Ik heb elders ook joodse en vooral heidense dansen gezien, die
mij wegens hun zachtheid, eerbaarheid en bevallige bewegingen
zeer goed bevielen, maar deze dans hier was op louter ontucht
gegrond en bootste de schandelijkste driften na.
Salome overtrof allen in behendigheid en ik zag de duivel aan
haar zijde, als draaide en boog hij al haar ledematen om deze
gruwel voort te brengen. Herodes was er door verrukt, bedwelmd
en meegesleept, geheel onder de indruk van haar vervloekte,
vlugge, afwisselende wendingen en houdingen. Toen zij ophield
met dansen en vóór zijn troon kwam, dansten de overige meisjes
voort en boeiden verder de aandacht van de gasten en zo hoorden
slechts weinigen uit de naaste omgeving van Herodes dat deze tot
Salome zegde: “Zeg wat je van mij verlangt en ik zal het je geven,
ja, ik zweer het jou; al begeerde je zelfs de helft van mijn rijk, ik
zal het jou geven.” Maar Salome antwoordde: “Ik wil mijn
moeder raadplegen wat ik moet begeren.” Nu verliet zij de zaal
en ging in het vrouwenverblijf haar moeder raadplegen. Deze
beval haar het hoofd van Joannes op een schotel te eisen. Salome
ijlde naar Herodes terug en zei: “Geef mij aanstonds het hoofd
van Joannes op een schotel. Dit is het wat ik begeer.”

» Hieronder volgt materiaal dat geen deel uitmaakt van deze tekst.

//! # Monthly KPI Builder
//!
//! A library for turning a ledger of dated transactions into a monthly
//! Key-Performance-Indicator table that tracks the financial health of a business.
//!
//! ## Core Concepts
//!
//! - **Transaction Records**: Typed ledger entries (amount, cash flow, income, revenue,
//!   expenditure, a problem flag and a profit margin)
//! - **Monthly Aggregates**: Sums, counts and means of every calendar month present in
//!   the ledger, rounded to cents
//! - **KPIs**: Percentages, month-over-month growth rates, revenue per transaction and a
//!   composite health score derived from the aggregates
//! - **Signals**: Green/orange/red ratings for problem rate, growth and health
//!
//! ## Example
//!
//! ```rust,ignore
//! use monthly_kpi_builder::*;
//!
//! let records = read_transactions_csv_path("accounting_data.csv")?;
//! let kpis = build_monthly_kpis(&records)?;
//!
//! for kpi in &kpis {
//!     println!(
//!         "{}: revenue {:.2}, health {:.1} ({})",
//!         kpi.period(),
//!         kpi.total_revenue(),
//!         kpi.health_score,
//!         kpi.signals().health
//!     );
//! }
//! ```

pub mod aggregator;
pub mod classification;
pub mod engine;
pub mod error;
pub mod ingestion;
pub mod report;
pub mod schema;
pub mod summary;
pub mod synthetic;
pub mod utils;

pub use aggregator::{aggregate_monthly, MonthlyAggregator};
pub use classification::{
    classify_growth, classify_health, classify_problem_rate, KpiSignal, KpiSignals,
};
pub use engine::{derive_kpis, health_score, KpiEngine};
pub use error::{KpiError, Result};
pub use ingestion::*;
pub use report::{correlation_matrix, CorrelationMatrix, KpiMetric, KpiReport, KpiTableRow};
pub use schema::*;
pub use summary::{ColumnSummary, LedgerSummary};
pub use synthetic::SyntheticLedger;

use log::{debug, info};

pub struct KpiProcessor {
    config: KpiConfig,
}

impl KpiProcessor {
    pub fn new(config: KpiConfig) -> Self {
        Self { config }
    }

    /// Aggregates `records` by month and derives the KPI table. An empty ledger
    /// produces an empty table rather than an error.
    pub fn process(&self, records: &[TransactionRecord]) -> Result<Vec<MonthlyKpi>> {
        debug!(
            "Processing {} transaction records (rounding: {}, growth policy: {:?})",
            records.len(),
            self.config.round_raw_aggregates,
            self.config.growth_policy
        );

        let aggregates = match MonthlyAggregator::new(&self.config).aggregate(records) {
            Ok(aggregates) => aggregates,
            Err(KpiError::EmptyInput) => {
                info!("No transaction records supplied; KPI table is empty");
                Vec::new()
            }
            Err(e) => return Err(e),
        };

        let kpis = KpiEngine::new(&self.config).derive(&aggregates)?;

        if let (Some(first), Some(last)) = (kpis.first(), kpis.last()) {
            info!(
                "Built KPI table for {} months ({} to {})",
                kpis.len(),
                first.period(),
                last.period()
            );
        }

        Ok(kpis)
    }

    pub fn report(&self, records: &[TransactionRecord]) -> Result<KpiReport> {
        let kpis = self.process(records)?;
        Ok(KpiReport::from_kpis(&kpis))
    }
}

impl Default for KpiProcessor {
    fn default() -> Self {
        Self::new(KpiConfig::default())
    }
}

pub fn build_monthly_kpis(records: &[TransactionRecord]) -> Result<Vec<MonthlyKpi>> {
    KpiProcessor::default().process(records)
}

pub fn build_monthly_kpis_with_config(
    records: &[TransactionRecord],
    config: &KpiConfig,
) -> Result<Vec<MonthlyKpi>> {
    KpiProcessor::new(config.clone()).process(records)
}
use crate::error::{KpiError, Result};
use crate::schema::TransactionRecord;
use crate::utils::parse_ledger_date;
use log::{debug, warn};
use serde::Deserialize;
use std::io::Read;
use std::path::Path;

/// One row of a ledger export before validation. Every column is optional so that
/// a missing column surfaces as a schema error instead of a deserialization failure.
#[derive(Debug, Clone, Default, Deserialize)]
pub struct RawTransactionRow {
    #[serde(rename = "Date")]
    pub date: Option<String>,
    #[serde(rename = "Transaction Amount")]
    pub transaction_amount: Option<f64>,
    #[serde(rename = "Cash Flow")]
    pub cash_flow: Option<f64>,
    #[serde(rename = "Net Income")]
    pub net_income: Option<f64>,
    #[serde(rename = "Revenue")]
    pub revenue: Option<f64>,
    #[serde(rename = "Expenditure")]
    pub expenditure: Option<f64>,
    #[serde(rename = "Transaction Outcome")]
    pub transaction_outcome: Option<f64>,
    #[serde(rename = "Profit Margin")]
    pub profit_margin: Option<f64>,
}

fn require<T>(value: Option<T>, row: usize, field: &'static str) -> Result<T> {
    value.ok_or(KpiError::Schema { row, field })
}

impl RawTransactionRow {
    pub fn into_record(self, row: usize) -> Result<TransactionRecord> {
        let date_str = require(self.date, row, "date")?;
        if date_str.trim().is_empty() {
            return Err(KpiError::Schema { row, field: "date" });
        }

        let record = TransactionRecord {
            date: parse_ledger_date(&date_str)?,
            transaction_amount: require(self.transaction_amount, row, "transaction_amount")?,
            cash_flow: require(self.cash_flow, row, "cash_flow")?,
            net_income: require(self.net_income, row, "net_income")?,
            revenue: require(self.revenue, row, "revenue")?,
            expenditure: require(self.expenditure, row, "expenditure")?,
            transaction_outcome: require(self.transaction_outcome, row, "transaction_outcome")?,
            profit_margin: require(self.profit_margin, row, "profit_margin")?,
        };
        record.validate(row)?;

        if !(0.0..=1.0).contains(&record.transaction_outcome) {
            warn!(
                "Row {}: transaction outcome {} is outside [0, 1]",
                row, record.transaction_outcome
            );
        }

        Ok(record)
    }
}

pub fn convert_rows_to_records(rows: Vec<RawTransactionRow>) -> Result<Vec<TransactionRecord>> {
    rows.into_iter()
        .enumerate()
        .map(|(idx, row)| row.into_record(idx))
        .collect()
}

/// Reads a headed CSV ledger (`Date`, `Transaction Amount`, `Cash Flow`, `Net Income`,
/// `Revenue`, `Expenditure`, `Transaction Outcome`, `Profit Margin`). Extra columns
/// are ignored.
pub fn read_transactions_csv<R: Read>(reader: R) -> Result<Vec<TransactionRecord>> {
    let mut csv_reader = csv::ReaderBuilder::new()
        .trim(csv::Trim::All)
        .from_reader(reader);

    let mut records = Vec::new();
    for (idx, row) in csv_reader.deserialize::<RawTransactionRow>().enumerate() {
        records.push(row?.into_record(idx)?);
    }

    debug!("Read {} transaction records from CSV", records.len());
    Ok(records)
}

pub fn read_transactions_csv_path<P: AsRef<Path>>(path: P) -> Result<Vec<TransactionRecord>> {
    let file = std::fs::File::open(path.as_ref())?;
    read_transactions_csv(file)
}
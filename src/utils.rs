use crate::error::{KpiError, Result};
use crate::schema::Period;
use chrono::NaiveDate;

pub fn first_day_of_month(year: i32, month: u32) -> Option<NaiveDate> {
    NaiveDate::from_ymd_opt(year, month, 1)
}

/// `None` when the month is outside chrono's date range.
pub fn last_day_of_month(year: i32, month: u32) -> Option<NaiveDate> {
    if month == 12 {
        return NaiveDate::from_ymd_opt(year, 12, 31);
    }

    first_day_of_month(year, month + 1)?.pred_opt()
}

/// Rounds half to even at the given number of decimals, the way tabular
/// analysis libraries round a column (`round(2)` of 0.125 gives 0.12).
pub fn round_to(value: f64, decimals: i32) -> f64 {
    let factor = 10f64.powi(decimals);
    (value * factor).round_ties_even() / factor
}

pub fn round2(value: f64) -> f64 {
    round_to(value, 2)
}

/// Percentage change from `previous` to `current`. `None` when `previous` is zero.
pub fn pct_change(previous: f64, current: f64) -> Option<f64> {
    if previous == 0.0 {
        return None;
    }
    Some((current - previous) / previous * 100.0)
}

/// Parses a period string in the format "YYYY-MM"
pub fn parse_period_string(period: &str) -> Result<Period> {
    let trimmed = period.trim();
    let start_str = format!("{}-01", trimmed);
    let date = NaiveDate::parse_from_str(&start_str, "%Y-%m-%d").map_err(|_| {
        KpiError::InvalidPeriod(format!(
            "Invalid period format: {}. Expected YYYY-MM",
            period
        ))
    })?;

    Ok(Period::from_date(date))
}

/// Parses the date column of a ledger export. Time components are discarded.
pub fn parse_ledger_date(value: &str) -> Result<NaiveDate> {
    const DATE_FORMATS: [&str; 3] = ["%Y-%m-%d", "%Y/%m/%d", "%m/%d/%Y"];
    const DATETIME_FORMATS: [&str; 2] = ["%Y-%m-%d %H:%M:%S", "%Y-%m-%dT%H:%M:%S"];

    let value = value.trim();

    for format in DATE_FORMATS {
        if let Ok(date) = NaiveDate::parse_from_str(value, format) {
            return Ok(date);
        }
    }

    for format in DATETIME_FORMATS {
        if let Ok(datetime) = chrono::NaiveDateTime::parse_from_str(value, format) {
            return Ok(datetime.date());
        }
    }

    Err(KpiError::DateError(format!(
        "Unrecognised date '{}'. Expected YYYY-MM-DD, YYYY/MM/DD, MM/DD/YYYY or YYYY-MM-DD HH:MM:SS",
        value
    )))
}
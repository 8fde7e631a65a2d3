//! Station price database
//!
//! SQLite table of every ingested `StationRow`, plus the read queries the
//! price report uses: latest prices per source, historical averages and
//! min/max/mean statistics for one fuel grade.

use std::path::Path;

use chrono::{DateTime, Utc};
use sqlx::sqlite::{SqlitePool, SqlitePoolOptions, SqliteRow};
use sqlx::{FromRow, Row};
use thiserror::Error;
use tracing::{debug, info};

use crate::domain::{CombinedDataset, FuelGrade, StationRow};
use crate::infrastructure::config::uk_fuel;

#[derive(Error, Debug)]
pub enum StoreError {
    #[error("cannot prepare database file {path}: {message}")]
    Setup { path: String, message: String },

    #[error("database error: {0}")]
    Database(#[from] sqlx::Error),
}

/// Per-source average of every grade at one update time
#[derive(Debug, Clone, PartialEq, FromRow)]
pub struct HistoricalAverage {
    pub source: String,
    pub last_updated: Option<DateTime<Utc>>,
    pub b7: Option<f64>,
    pub sdv: Option<f64>,
    pub e5: Option<f64>,
    pub e10: Option<f64>,
}

impl HistoricalAverage {
    pub fn price(&self, grade: FuelGrade) -> Option<f64> {
        match grade {
            FuelGrade::B7 => self.b7,
            FuelGrade::Sdv => self.sdv,
            FuelGrade::E5 => self.e5,
            FuelGrade::E10 => self.e10,
        }
    }
}

/// Average latest price of one grade for one source
#[derive(Debug, Clone, PartialEq, FromRow)]
pub struct SourceAverage {
    pub source: String,
    pub average: f64,
}

/// Station holding an extreme price
#[derive(Debug, Clone, PartialEq)]
pub struct PricePoint {
    pub price: f64,
    pub source: String,
    pub brand: Option<String>,
    pub address: Option<String>,
    pub latitude: Option<f64>,
    pub longitude: Option<f64>,
}

/// Key statistics over the latest prices of one grade
#[derive(Debug, Clone, PartialEq)]
pub struct PriceSummary {
    pub grade: FuelGrade,
    pub min: PricePoint,
    pub max: PricePoint,
    pub mean: f64,
    pub stations: i64,
}

/// Rows whose `last_updated` is the newest of their source, outside Gibraltar.
/// A source that never published a usable timestamp keeps its undated rows.
const LATEST_ROWS: &str = r#"
    SELECT s.*
    FROM stations s
    JOIN (SELECT source, MAX(last_updated) AS last_updated FROM stations GROUP BY source) latest
        ON s.source = latest.source AND s.last_updated IS latest.last_updated
    WHERE s.postcode IS NULL OR s.postcode != ?
"#;

pub struct StationStore {
    pool: SqlitePool,
}

impl StationStore {
    /// Open (creating the file and its directory if needed) a SQLite database
    pub async fn connect(database_url: &str) -> Result<Self, StoreError> {
        let db_path = database_url
            .strip_prefix("sqlite://")
            .or_else(|| database_url.strip_prefix("sqlite:"))
            .unwrap_or(database_url);

        let setup_error = |e: std::io::Error| StoreError::Setup {
            path: db_path.to_string(),
            message: e.to_string(),
        };

        if db_path != ":memory:" && !Path::new(db_path).exists() {
            if let Some(parent) = Path::new(db_path).parent().filter(|p| !p.as_os_str().is_empty()) {
                tokio::fs::create_dir_all(parent).await.map_err(setup_error)?;
            }
            std::fs::File::create(db_path).map_err(setup_error)?;
        }

        let pool = SqlitePoolOptions::new()
            .max_connections(if db_path == ":memory:" { 1 } else { 5 })
            .connect(database_url)
            .await?;

        Ok(Self { pool })
    }

    pub fn pool(&self) -> &SqlitePool {
        &self.pool
    }

    pub async fn migrate(&self) -> Result<(), StoreError> {
        let create_stations_sql = r#"
            CREATE TABLE IF NOT EXISTS stations (
                id INTEGER PRIMARY KEY AUTOINCREMENT,
                source TEXT NOT NULL,
                address TEXT,
                brand TEXT,
                latitude REAL,
                longitude REAL,
                postcode TEXT,
                site_id TEXT,
                b7 REAL,
                sdv REAL,
                e5 REAL,
                e10 REAL,
                last_updated TEXT,
                ingested_at TEXT NOT NULL
            )
        "#;

        // Row identity; missing site ids and timestamps compare equal
        let create_indexes_sql = [
            "CREATE UNIQUE INDEX IF NOT EXISTS idx_stations_identity \
             ON stations (source, COALESCE(site_id, ''), COALESCE(last_updated, ''))",
            "CREATE INDEX IF NOT EXISTS idx_stations_source_updated ON stations (source, last_updated)",
            "CREATE INDEX IF NOT EXISTS idx_stations_postcode ON stations (postcode)",
        ];

        sqlx::query(create_stations_sql).execute(&self.pool).await?;
        for sql in create_indexes_sql {
            sqlx::query(sql).execute(&self.pool).await?;
        }

        Ok(())
    }

    /// Insert every row in one transaction; rows already stored
    /// (same source, site and update time, missing values included) are
    /// ignored. Returns rows written.
    pub async fn insert_dataset(&self, dataset: &CombinedDataset) -> Result<u64, StoreError> {
        let ingested_at = Utc::now();
        let mut tx = self.pool.begin().await?;
        let mut written = 0;

        for row in dataset.iter() {
            let result = sqlx::query(
                r#"
                INSERT OR IGNORE INTO stations
                    (source, address, brand, latitude, longitude, postcode, site_id, b7, sdv, e5, e10, last_updated, ingested_at)
                VALUES (?, ?, ?, ?, ?, ?, ?, ?, ?, ?, ?, ?, ?)
                "#,
            )
            .bind(&row.source)
            .bind(&row.address)
            .bind(&row.brand)
            .bind(row.latitude)
            .bind(row.longitude)
            .bind(&row.postcode)
            .bind(&row.site_id)
            .bind(row.b7)
            .bind(row.sdv)
            .bind(row.e5)
            .bind(row.e10)
            .bind(row.last_updated)
            .bind(ingested_at)
            .execute(&mut *tx)
            .await?;
            written += result.rows_affected();
        }

        tx.commit().await?;
        info!("🗄️ Stored {} of {} station rows", written, dataset.len());
        Ok(written)
    }

    fn station_from_row(row: &SqliteRow) -> Result<StationRow, sqlx::Error> {
        Ok(StationRow {
            source: row.try_get("source")?,
            address: row.try_get("address")?,
            brand: row.try_get("brand")?,
            latitude: row.try_get("latitude")?,
            longitude: row.try_get("longitude")?,
            postcode: row.try_get("postcode")?,
            site_id: row.try_get("site_id")?,
            b7: row.try_get("b7")?,
            sdv: row.try_get("sdv")?,
            e5: row.try_get("e5")?,
            e10: row.try_get("e10")?,
            last_updated: row.try_get("last_updated")?,
        })
    }

    /// Latest observation of every station, per source
    pub async fn latest_rows(&self) -> Result<Vec<StationRow>, StoreError> {
        let sql = format!("{} ORDER BY s.source, s.id", LATEST_ROWS);
        let rows = sqlx::query(&sql)
            .bind(uk_fuel::EXCLUDED_POSTCODE)
            .fetch_all(&self.pool)
            .await?;

        Ok(rows
            .iter()
            .map(Self::station_from_row)
            .collect::<Result<Vec<_>, _>>()?)
    }

    /// Average of each grade per (source, update time), newest first
    pub async fn historical_averages(&self) -> Result<Vec<HistoricalAverage>, StoreError> {
        let rows = sqlx::query_as::<_, HistoricalAverage>(
            r#"
            SELECT source, last_updated, AVG(b7) AS b7, AVG(sdv) AS sdv, AVG(e5) AS e5, AVG(e10) AS e10
            FROM stations
            GROUP BY source, last_updated
            ORDER BY last_updated DESC, source
            "#,
        )
        .fetch_all(&self.pool)
        .await?;

        Ok(rows)
    }

    /// Mean latest price of a grade per source, cheapest first
    pub async fn source_averages(&self, grade: FuelGrade) -> Result<Vec<SourceAverage>, StoreError> {
        let column = grade.column();
        let sql = format!(
            "SELECT source, AVG({column}) AS average FROM ({LATEST_ROWS}) WHERE {column} IS NOT NULL \
             GROUP BY source ORDER BY average ASC, source"
        );
        let rows = sqlx::query_as::<_, SourceAverage>(&sql)
            .bind(uk_fuel::EXCLUDED_POSTCODE)
            .fetch_all(&self.pool)
            .await?;

        Ok(rows)
    }

    async fn extreme(&self, grade: FuelGrade, order: &str) -> Result<Option<PricePoint>, StoreError> {
        let column = grade.column();
        let sql = format!(
            "SELECT {column} AS price, source, brand, address, latitude, longitude FROM ({LATEST_ROWS}) \
             WHERE {column} IS NOT NULL ORDER BY {column} {order}, source LIMIT 1"
        );
        let row = sqlx::query(&sql)
            .bind(uk_fuel::EXCLUDED_POSTCODE)
            .fetch_optional(&self.pool)
            .await?;

        row.map(|row| -> Result<PricePoint, StoreError> {
            Ok(PricePoint {
                price: row.try_get("price")?,
                source: row.try_get("source")?,
                brand: row.try_get("brand")?,
                address: row.try_get("address")?,
                latitude: row.try_get("latitude")?,
                longitude: row.try_get("longitude")?,
            })
        })
        .transpose()
    }

    /// Min, max and mean of a grade over the latest rows; `None` when no station prices it
    pub async fn price_summary(&self, grade: FuelGrade) -> Result<Option<PriceSummary>, StoreError> {
        let column = grade.column();
        let sql = format!(
            "SELECT AVG({column}) AS mean, COUNT({column}) AS stations FROM ({LATEST_ROWS}) WHERE {column} IS NOT NULL"
        );
        let row = sqlx::query(&sql)
            .bind(uk_fuel::EXCLUDED_POSTCODE)
            .fetch_one(&self.pool)
            .await?;

        let stations: i64 = row.try_get("stations")?;
        let mean: Option<f64> = row.try_get("mean")?;
        debug!("{} priced at {} latest stations", grade, stations);

        let (Some(mean), Some(min), Some(max)) = (
            mean,
            self.extreme(grade, "ASC").await?,
            self.extreme(grade, "DESC").await?,
        ) else {
            return Ok(None);
        };

        Ok(Some(PriceSummary {
            grade,
            min,
            max,
            mean,
            stations,
        }))
    }
}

Slechts enkele van de naastzittende vertrouwelingen verstonden
wat zij zei. Maar van schrik was Herodes als door een beroerte
geslagen; Salome herinnerde hem echter aan zijn eed en hierop
gelastte hij een Herodiaan om zijn scherprechter te roepen en aan
dezen gaf hij opdracht Joannes te gaan onthoofden en diens hoofd
op een schotel aan Salome te geven. De scherprechter ging dan
weg en werd op een kleine afstand door Salome gevolgd.
Herodes verliet nu met enige vertrouwelingen die alles gehoord
hadden, de zaal, als werd hij onpasselijk; hij was vol spijt en ik
hoorde dat zij hem zeiden dat hij geenszins door zulk een eed
gebonden was en haar verzoek niet had hoeven in te willigen.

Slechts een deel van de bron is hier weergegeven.